Pero si se trata de ofrecer soluciones convencionales y no exabruptos revolucionarios, el trazado de las vías en las áreas centrales de la ciudad es hoy un problema. Parece que en Barcelona lo están decidiendo unos técnicos de la Generalitat al servicio de no sé qué comisión, unos técnicos que no tienen ninguna relación con los que trabajan en el urbanismo municipal. El ensayo inútil que se hizo en la Diagonal ya demostró que era imposible encarrilar un trayecto interrumpido continuamente con un flujo perpendicular de vehículos. Y ahora oigo decir que, mientras el Ayuntamiento se esfuerza en reurbanizar la plaza de las Glòries Catalanes para convertirla en un nuevo centro activo y representativo, esos técnicos de la Generalitat han decidido arrasar todo símbolo urbano con una algarabía de líneas férreas. Y el Ayuntamiento no puede hacer otra cosa que preparar una alegación contra este trazado, ya que el diálogo previo no entra en el método de ambas instituciones. Deben ser técnicos sordos y mudos, aficionados al juego rendible de lo imposible, desconectados del urbanismo si no es a través de las impugnaciones y los apoyos partidistas.
En todo ello hay una incógnita profunda: ¿de dónde ha salido la idea del retorno al tranvía, una idea que también empieza a rebrotar en otras ciudades europeas? Déjenme ser mal pensado: las grandes industrias ferroviarias están lanzando al mercado -con mercadotecnia sofisticada- unos nuevos tipos de tranvías con algunos de los avances tecnológicos del ferrocarril. Es curioso que en todas las ciudades donde se vuelve a hablar de tranvías aparecen siempre dos multinacionales que ofrecen los argumentos más peregrinos e incluso los dicterios urbanísticos más disparatados, a menudo salpicados de demagogia consumista.

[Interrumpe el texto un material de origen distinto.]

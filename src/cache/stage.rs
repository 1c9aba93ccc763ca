//! Exact-match per-stage cache.
//!
//! Keyed by the stage sub-key (`<context-md5>_<part>`); the value is the
//! full accumulated text of that stage. Entries expire strictly by wall
//! clock; there is no refresh-on-read.

use std::time::Duration;

use moka::sync::Cache;

use super::metrics::{CacheMetrics, MetricsSnapshot};

/// In-memory exact-match stage cache with TTL eviction.
pub struct StageCache {
    entries: Cache<String, String>,
    metrics: CacheMetrics,
}

impl StageCache {
    const DEFAULT_CAPACITY: u64 = 10_000;

    pub fn new(ttl: Duration) -> Self {
        Self::with_capacity(ttl, Self::DEFAULT_CAPACITY)
    }

    pub fn with_capacity(ttl: Duration, capacity: u64) -> Self {
        Self {
            entries: Cache::builder()
                .max_capacity(capacity)
                .time_to_live(ttl)
                .build(),
            metrics: CacheMetrics::default(),
        }
    }

    /// Returns the cached stage text, if present and unexpired.
    pub fn get(&self, key: &str) -> Option<String> {
        match self.entries.get(key) {
            Some(text) => {
                self.metrics.record_hit();
                Some(text)
            }
            None => {
                self.metrics.record_miss();
                None
            }
        }
    }

    /// Inserts or replaces an entry. Entries are immutable; a set replaces.
    pub fn set(&self, key: impl Into<String>, text: impl Into<String>) {
        self.entries.insert(key.into(), text.into());
        self.metrics.record_set();
    }

    pub fn contains(&self, key: &str) -> bool {
        self.entries.contains_key(key)
    }

    pub fn len(&self) -> u64 {
        self.entries.entry_count()
    }

    pub fn is_empty(&self) -> bool {
        self.len() == 0
    }

    /// Evicts expired entries; invoked by the background sweeper.
    pub fn sweep(&self) {
        self.entries.run_pending_tasks();
    }

    pub fn metrics(&self) -> MetricsSnapshot {
        self.metrics.snapshot(self.len())
    }
}

impl std::fmt::Debug for StageCache {
    fn fmt(&self, f: &mut std::fmt::Formatter<'_>) -> std::fmt::Result {
        f.debug_struct("StageCache")
            .field("entries", &self.entries.entry_count())
            .finish()
    }
}

#[cfg(test)]
mod tests {
    use super::*;

    #[test]
    fn get_miss_then_set_then_hit() {
        let cache = StageCache::new(Duration::from_secs(60));

        assert!(cache.get("k_restaurants").is_none());
        cache.set("k_restaurants", "{\"restaurants\":[]}");
        assert_eq!(cache.get("k_restaurants").as_deref(), Some("{\"restaurants\":[]}"));

        let metrics = cache.metrics();
        assert_eq!(metrics.hits, 1);
        assert_eq!(metrics.misses, 1);
        assert_eq!(metrics.sets, 1);
    }

    #[test]
    fn set_replaces_existing_entry() {
        let cache = StageCache::new(Duration::from_secs(60));
        cache.set("k", "old");
        cache.set("k", "new");
        assert_eq!(cache.get("k").as_deref(), Some("new"));
    }

    #[test]
    fn entries_expire_by_wall_clock() {
        let cache = StageCache::new(Duration::from_millis(30));
        cache.set("k", "v");
        assert!(cache.get("k").is_some());

        std::thread::sleep(Duration::from_millis(60));
        cache.sweep();
        assert!(cache.get("k").is_none());
    }
}
//! Core entities shared across the engine.
//!
//! Wire-facing structs are deliberately tolerant: every field the model may
//! omit carries `#[serde(default)]`, and fields the provider emits under
//! more than one name carry aliases.

use chrono::{DateTime, Utc};
use serde::{Deserialize, Serialize};
use uuid::Uuid;

/// Semantic domain extracted from a user message.
#[derive(Debug, Clone, Copy, PartialEq, Eq, Hash, Serialize, Deserialize)]
#[serde(rename_all = "snake_case")]
pub enum Domain {
    /// Multi-day plans, day trips, "what to do in X".
    Itinerary,
    /// Restaurants, food, drink.
    Dining,
    /// Hotels, hostels, places to stay.
    Accommodation,
    /// Tours, museums, outdoor activities.
    Activities,
    /// Anything else; served like an itinerary request.
    General,
}

impl Domain {
    /// Route segment used in navigation URLs and results pages.
    pub fn route_type(&self) -> &'static str {
        match self {
            Domain::Itinerary | Domain::General => "itinerary",
            Domain::Dining => "restaurants",
            Domain::Accommodation => "hotels",
            Domain::Activities => "activities",
        }
    }

    /// Canonical lowercase name, used in cache keys.
    pub fn as_str(&self) -> &'static str {
        match self {
            Domain::Itinerary => "itinerary",
            Domain::Dining => "dining",
            Domain::Accommodation => "accommodation",
            Domain::Activities => "activities",
            Domain::General => "general",
        }
    }
}

/// Continuation intent for follow-up messages within a session.
#[derive(Debug, Clone, Copy, PartialEq, Eq, Serialize, Deserialize)]
#[serde(rename_all = "snake_case")]
pub enum Intent {
    /// "add X to my itinerary"
    AddPoi,
    /// "remove X"
    RemovePoi,
    /// Plain question about the city or plan.
    AskQuestion,
    /// "swap day 2 and 3", "make it cheaper"
    ModifyItinerary,
}

impl Intent {
    pub fn as_str(&self) -> &'static str {
        match self {
            Intent::AddPoi => "add_poi",
            Intent::RemovePoi => "remove_poi",
            Intent::AskQuestion => "ask_question",
            Intent::ModifyItinerary => "modify_itinerary",
        }
    }
}

/// Per-profile search preferences injected into prompts and blended into
/// query embeddings.
#[derive(Debug, Clone, Default, PartialEq, Serialize, Deserialize)]
pub struct SearchPreferences {
    #[serde(default)]
    pub interests: Vec<String>,
    #[serde(default)]
    pub budget_level: String,
    #[serde(default)]
    pub travel_style: String,
    #[serde(default)]
    pub dietary_restrictions: Vec<String>,
    #[serde(default)]
    pub accessibility_needs: Vec<String>,
}

impl SearchPreferences {
    /// True when nothing is set; prompt builders skip the preferences
    /// section entirely in that case.
    pub fn is_empty(&self) -> bool {
        self.interests.is_empty()
            && self.budget_level.is_empty()
            && self.travel_style.is_empty()
            && self.dietary_restrictions.is_empty()
            && self.accessibility_needs.is_empty()
    }
}

/// Optional client location attached to a request.
#[derive(Debug, Clone, Copy, PartialEq, Serialize, Deserialize)]
pub struct Location {
    pub latitude: f64,
    pub longitude: f64,
}

/// City record. Unique by `(name, country)`.
#[derive(Debug, Clone, Default, PartialEq, Serialize, Deserialize)]
pub struct City {
    #[serde(default, skip_serializing_if = "Option::is_none")]
    pub id: Option<Uuid>,
    #[serde(alias = "city", default)]
    pub name: String,
    #[serde(default)]
    pub country: String,
    #[serde(default, skip_serializing_if = "Option::is_none")]
    pub state_province: Option<String>,
    #[serde(alias = "latitude", default)]
    pub center_latitude: f64,
    #[serde(alias = "longitude", default)]
    pub center_longitude: f64,
    #[serde(default)]
    pub description: String,
    #[serde(skip)]
    pub embedding: Option<Vec<f32>>,
}

/// Point of interest. Unique by `(name, latitude, longitude)` within a city.
#[derive(Debug, Clone, Default, PartialEq, Serialize, Deserialize)]
pub struct Poi {
    #[serde(default, skip_serializing_if = "Option::is_none")]
    pub id: Option<Uuid>,
    #[serde(default)]
    pub name: String,
    #[serde(alias = "lat", default)]
    pub latitude: f64,
    #[serde(alias = "lon", alias = "lng", default)]
    pub longitude: f64,
    #[serde(default)]
    pub category: String,
    #[serde(default)]
    pub description: String,
    #[serde(default)]
    pub address: String,
    #[serde(default)]
    pub website: String,
    #[serde(default)]
    pub phone_number: String,
    #[serde(default)]
    pub opening_hours: String,
    #[serde(default)]
    pub price_level: String,
    #[serde(default)]
    pub rating: f64,
    #[serde(default)]
    pub tags: Vec<String>,
    #[serde(default)]
    pub images: Vec<String>,
    /// City name as emitted by the model; backfilled by the parser when
    /// empty.
    #[serde(default)]
    pub city: String,
    #[serde(default)]
    pub time_to_spend: String,
    #[serde(default)]
    pub budget: String,
    #[serde(default)]
    pub priority: i32,
    #[serde(skip)]
    pub embedding: Option<Vec<f32>>,
}

/// Restaurant: POI-shaped with dining-specific fields. Stored in its own
/// container, same uniqueness rule as [`Poi`].
#[derive(Debug, Clone, Default, PartialEq, Serialize, Deserialize)]
pub struct Restaurant {
    #[serde(flatten)]
    pub poi: Poi,
    #[serde(alias = "cuisine", default)]
    pub cuisine_type: String,
    #[serde(default)]
    pub price_range: String,
}

/// Hotel: POI-shaped with accommodation-specific fields.
#[derive(Debug, Clone, Default, PartialEq, Serialize, Deserialize)]
pub struct Hotel {
    #[serde(flatten)]
    pub poi: Poi,
    #[serde(alias = "stars", default)]
    pub star_rating: f64,
    #[serde(default)]
    pub price_range: String,
}

/// Activity: POI-shaped, its own container.
#[derive(Debug, Clone, Default, PartialEq, Serialize, Deserialize)]
pub struct Activity {
    #[serde(flatten)]
    pub poi: Poi,
    #[serde(default)]
    pub duration: String,
}

/// Personalized itinerary as emitted by the model.
#[derive(Debug, Clone, Default, PartialEq, Serialize, Deserialize)]
pub struct Itinerary {
    #[serde(alias = "name", default)]
    pub itinerary_name: String,
    #[serde(alias = "description", default)]
    pub overall_description: String,
    #[serde(default)]
    pub points_of_interest: Vec<Poi>,
}

/// Complete assembled response for one request. Cached whole under the
/// request's context key and replayed by navigation requests.
#[derive(Debug, Clone, Default, Serialize, Deserialize)]
pub struct AiCityResponse {
    #[serde(default, skip_serializing_if = "Option::is_none")]
    pub city_data: Option<City>,
    #[serde(default)]
    pub points_of_interest: Vec<Poi>,
    #[serde(default, skip_serializing_if = "Option::is_none")]
    pub itinerary: Option<Itinerary>,
    #[serde(default)]
    pub restaurants: Vec<Restaurant>,
    #[serde(default)]
    pub hotels: Vec<Hotel>,
    #[serde(default)]
    pub activities: Vec<Activity>,
    #[serde(default)]
    pub session_id: Uuid,
}

/// One entry of a session's conversation history.
#[derive(Debug, Clone, PartialEq, Serialize, Deserialize)]
pub struct ConversationMessage {
    pub role: String,
    pub content: String,
    pub timestamp: DateTime<Utc>,
}

/// Session lifecycle state.
#[derive(Debug, Clone, Copy, PartialEq, Eq, Serialize, Deserialize)]
#[serde(rename_all = "snake_case")]
pub enum SessionStatus {
    Active,
    Expired,
}

impl SessionStatus {
    pub fn as_str(&self) -> &'static str {
        match self {
            SessionStatus::Active => "active",
            SessionStatus::Expired => "expired",
        }
    }
}

/// Multi-turn conversation identity. History is append-only and
/// chronologically ordered; a session expires 24 h after its last activity.
#[derive(Debug, Clone, Serialize, Deserialize)]
pub struct Session {
    pub id: Uuid,
    pub user_id: Uuid,
    pub profile_id: Uuid,
    pub city_name: String,
    #[serde(default)]
    pub conversation_history: Vec<ConversationMessage>,
    #[serde(default)]
    pub session_context: serde_json::Value,
    pub created_at: DateTime<Utc>,
    pub updated_at: DateTime<Utc>,
    pub expires_at: DateTime<Utc>,
    pub status: SessionStatus,
}

impl Session {
    /// Hours of inactivity after which a session expires.
    pub const EXPIRY_HOURS: i64 = 24;

    /// Creates a fresh active session for one conversation.
    pub fn new(user_id: Uuid, profile_id: Uuid, city_name: impl Into<String>) -> Self {
        let now = Utc::now();
        Self {
            id: Uuid::new_v4(),
            user_id,
            profile_id,
            city_name: city_name.into(),
            conversation_history: Vec::new(),
            session_context: serde_json::Value::Null,
            created_at: now,
            updated_at: now,
            expires_at: now + chrono::Duration::hours(Self::EXPIRY_HOURS),
            status: SessionStatus::Active,
        }
    }
}

/// Immutable record of one model call (all stages of one request summed).
#[derive(Debug, Clone, Serialize, Deserialize)]
pub struct Interaction {
    pub id: Uuid,
    pub session_id: Uuid,
    pub user_id: Uuid,
    pub profile_id: Uuid,
    pub city_name: String,
    /// Full text sent, all stage prompts concatenated.
    pub prompt: String,
    /// Full text received, all stage buffers concatenated.
    pub response_text: String,
    pub model_name: String,
    pub latency_ms: i64,
    pub created_at: DateTime<Utc>,
    pub prompt_tokens: i64,
    pub completion_tokens: i64,
    pub total_tokens: i64,
    pub status_code: i32,
    #[serde(default, skip_serializing_if = "Option::is_none")]
    pub error_message: Option<String>,
    pub intent: String,
    pub search_type: String,
    pub device_type: String,
    pub cost_estimate: f64,
    pub cache_hit: bool,
    /// SHA-256 of `prompt`, hex-encoded.
    pub prompt_hash: String,
    #[serde(skip)]
    pub embedding: Option<Vec<f32>>,
}
//! Semantic (embedding-similarity) cache.
//!
//! A lookup scans stored entries scoped to the same city and search
//! params and returns the result set of the entry with the highest cosine
//! similarity at or above the configured threshold. Search-params equality
//! is canonical-JSON string equality, the same canonical form the context
//! key hashes.

use std::time::{Duration, Instant};

use parking_lot::RwLock;
use serde_json::Value;
use tracing::debug;
use uuid::Uuid;

use super::metrics::{CacheMetrics, MetricsSnapshot};
use crate::domain::Poi;
use crate::hashing::canonical_json;
use crate::semantic::cosine_similarity;

/// One cached semantic result set.
#[derive(Debug, Clone)]
pub struct VectorCacheEntry {
    pub query_text: String,
    pub embedding: Vec<f32>,
    pub results: Vec<Poi>,
    pub city_id: Uuid,
    pub search_params: Value,
}

struct StoredEntry {
    query_text: String,
    embedding: Vec<f32>,
    results: Vec<Poi>,
    city_id: Uuid,
    params_canonical: String,
    inserted_at: Instant,
}

/// In-memory vector cache with cosine-threshold lookup and wall-clock TTL.
pub struct VectorCache {
    entries: RwLock<Vec<StoredEntry>>,
    ttl: Duration,
    threshold: f32,
    metrics: CacheMetrics,
}

impl VectorCache {
    pub fn new(ttl: Duration, threshold: f32) -> Self {
        Self {
            entries: RwLock::new(Vec::new()),
            ttl,
            threshold,
            metrics: CacheMetrics::default(),
        }
    }

    /// Best-scoring unexpired entry with matching scope, if any reaches the
    /// threshold.
    pub fn lookup(
        &self,
        query_embedding: &[f32],
        city_id: Uuid,
        search_params: &Value,
    ) -> Option<Vec<Poi>> {
        let params_canonical = canonical_json(search_params);
        let now = Instant::now();

        let entries = self.entries.read();
        let best = entries
            .iter()
            .filter(|e| {
                now.duration_since(e.inserted_at) < self.ttl
                    && e.city_id == city_id
                    && e.params_canonical == params_canonical
            })
            .map(|e| (cosine_similarity(query_embedding, &e.embedding), e))
            .filter(|(score, _)| *score >= self.threshold)
            .max_by(|(a, _), (b, _)| a.partial_cmp(b).unwrap_or(std::cmp::Ordering::Equal));

        match best {
            Some((score, entry)) => {
                debug!(score, query = %entry.query_text, "vector cache hit");
                self.metrics.record_hit();
                Some(entry.results.clone())
            }
            None => {
                self.metrics.record_miss();
                None
            }
        }
    }

    pub fn insert(&self, entry: VectorCacheEntry) {
        let stored = StoredEntry {
            query_text: entry.query_text,
            embedding: entry.embedding,
            results: entry.results,
            city_id: entry.city_id,
            params_canonical: canonical_json(&entry.search_params),
            inserted_at: Instant::now(),
        };

        self.entries.write().push(stored);
        self.metrics.record_set();
    }

    pub fn len(&self) -> usize {
        self.entries.read().len()
    }

    pub fn is_empty(&self) -> bool {
        self.len() == 0
    }

    /// Drops expired entries; invoked by the background sweeper.
    pub fn sweep(&self) {
        let now = Instant::now();
        self.entries
            .write()
            .retain(|e| now.duration_since(e.inserted_at) < self.ttl);
    }

    pub fn metrics(&self) -> MetricsSnapshot {
        self.metrics.snapshot(self.len() as u64)
    }
}

impl std::fmt::Debug for VectorCache {
    fn fmt(&self, f: &mut std::fmt::Formatter<'_>) -> std::fmt::Result {
        f.debug_struct("VectorCache")
            .field("entries", &self.len())
            .field("threshold", &self.threshold)
            .finish()
    }
}

#[cfg(test)]
mod tests {
    use super::*;

    fn poi(name: &str) -> Poi {
        Poi {
            name: name.to_string(),
            ..Default::default()
        }
    }

    fn entry(city_id: Uuid, embedding: Vec<f32>, params: Value) -> VectorCacheEntry {
        VectorCacheEntry {
            query_text: "q".into(),
            embedding,
            results: vec![poi("cached")],
            city_id,
            search_params: params,
        }
    }

    #[test]
    fn hit_requires_threshold_and_scope() {
        let cache = VectorCache::new(Duration::from_secs(60), 0.95);
        let city = Uuid::new_v4();
        let params = serde_json::json!({"limit": 10});

        cache.insert(entry(city, vec![1.0, 0.0], params.clone()));

        // Identical embedding, same scope.
        assert!(cache.lookup(&[1.0, 0.0], city, &params).is_some());
        // Below threshold.
        assert!(cache.lookup(&[0.0, 1.0], city, &params).is_none());
        // Wrong city.
        assert!(cache.lookup(&[1.0, 0.0], Uuid::new_v4(), &params).is_none());
        // Different params.
        assert!(
            cache
                .lookup(&[1.0, 0.0], city, &serde_json::json!({"limit": 20}))
                .is_none()
        );
    }

    #[test]
    fn params_equality_ignores_key_order() {
        let cache = VectorCache::new(Duration::from_secs(60), 0.9);
        let city = Uuid::new_v4();

        cache.insert(entry(
            city,
            vec![1.0, 0.0],
            serde_json::json!({"a": 1, "b": 2}),
        ));

        let reordered: Value = serde_json::from_str(r#"{"b": 2, "a": 1}"#).unwrap();
        assert!(cache.lookup(&[1.0, 0.0], city, &reordered).is_some());
    }

    #[test]
    fn best_scoring_entry_wins() {
        let cache = VectorCache::new(Duration::from_secs(60), 0.5);
        let city = Uuid::new_v4();
        let params = serde_json::json!({});

        let mut close = entry(city, vec![0.9, 0.1], params.clone());
        close.results = vec![poi("close")];
        let mut exact = entry(city, vec![1.0, 0.0], params.clone());
        exact.results = vec![poi("exact")];

        cache.insert(close);
        cache.insert(exact);

        let results = cache.lookup(&[1.0, 0.0], city, &params).unwrap();
        assert_eq!(results[0].name, "exact");
    }

    #[test]
    fn sweep_drops_expired_entries() {
        let cache = VectorCache::new(Duration::from_millis(20), 0.5);
        let city = Uuid::new_v4();
        cache.insert(entry(city, vec![1.0], serde_json::json!({})));

        std::thread::sleep(Duration::from_millis(40));
        cache.sweep();
        assert!(cache.is_empty());
    }

    #[test]
    fn expired_entries_do_not_hit_before_sweep() {
        let cache = VectorCache::new(Duration::from_millis(20), 0.5);
        let city = Uuid::new_v4();
        let params = serde_json::json!({});
        cache.insert(entry(city, vec![1.0], params.clone()));

        std::thread::sleep(Duration::from_millis(40));
        assert!(cache.lookup(&[1.0], city, &params).is_none());
    }
}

¿No llegaremos a tiempo para hacer recapacitar a nuestros políticos y nuestros técnicos y expulsar de Barcelona la atrabiliaria idea del tranvía para que se dediquen seriamente a la prolongación del metro? O utilizarla con mayores perspectivas utópicas: como proceso de eliminación definitiva de los coches o como excusa para mejorar el recuerdo de los entrañables chirridos metálicos de aquella Barcelona triste y suburbial.